No me gustan las cosas que duelen o matan -armas, instrumentos de tortura, pruebas diagnósticas- pero sí las que hacen daño. Los torreznos, fumar, una jarra helada de cerveza, los hombres con ojos de perdidos, tomar el sol. También, los devocionarios de Ana Ozores, las novelas sentimentales de Emma Bovary, las caballerías cervantinas, las cajas trampa... Los libros que alienan y los que disienten. Los que tranquilizan y los que perfeccionan. Los que me inducen a replantearme qué es la inocencia y a cuestionar la acepción más extendida -invisible- de cada palabra. Los corazones blancos y los abstemios son peligrosos: lady Macbeth y los personajes de Walt Disney, los Bush piras de libros quemados en Alaska y en las historias de Ray Bradbury.

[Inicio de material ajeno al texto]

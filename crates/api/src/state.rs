use std::sync::Arc;
use std::time::Instant;

use plm_history::HistoryStore;
use plm_worker::TaskManager;

use crate::build_info::BuildInfo;
use crate::config::ServerConfig;

/// Shared application state available to all Axum handlers via `State<AppState>`.
///
/// This is cheaply cloneable (inner data is behind `Arc`).
#[derive(Clone)]
pub struct AppState {
    /// Resolved server configuration.
    pub config: Arc<ServerConfig>,
    /// Queue, worker pool and task registry.
    pub tasks: Arc<TaskManager>,
    /// Execution and annotation history.
    pub history: Arc<HistoryStore>,
    /// Process metadata reported by `/health`.
    pub build: Arc<BuildInfo>,
    /// Process start, for uptime.
    pub started: Instant,
}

Leer o mirar son acciones que nos dejan un poso, una mácula. Leer o mirar corrompen en la misma medida que forman y los valores que puedan extraerse de la realidad o de los libros a veces tienen que ver con ese ojo que mira y está tuerto o tiene hambre. En Otra vuelta de tuerca, el joven Miles, depravado por los cuentos del jardinero, por la impresionable vibración de una institutriz, muere víctima de su sensibilidad en ese filo agudo en el que nos coloca la lectura. Leer es escarbar en el interior de nuestro ombligo para salir de él y pensar en otra cosa mientras se está leyendo: romper la zarza negra de las letras para ver lo que hay detrás, más allá de la página y el gramaje del papel. Creer que escapamos del mundo cuando, en realidad, lo estamos mirando con ojos como platos. Me acuerdo de los puños de Robert Mitchum en La noche del cazador. Leemos: somos más desgraciados y también muchísimo más felices.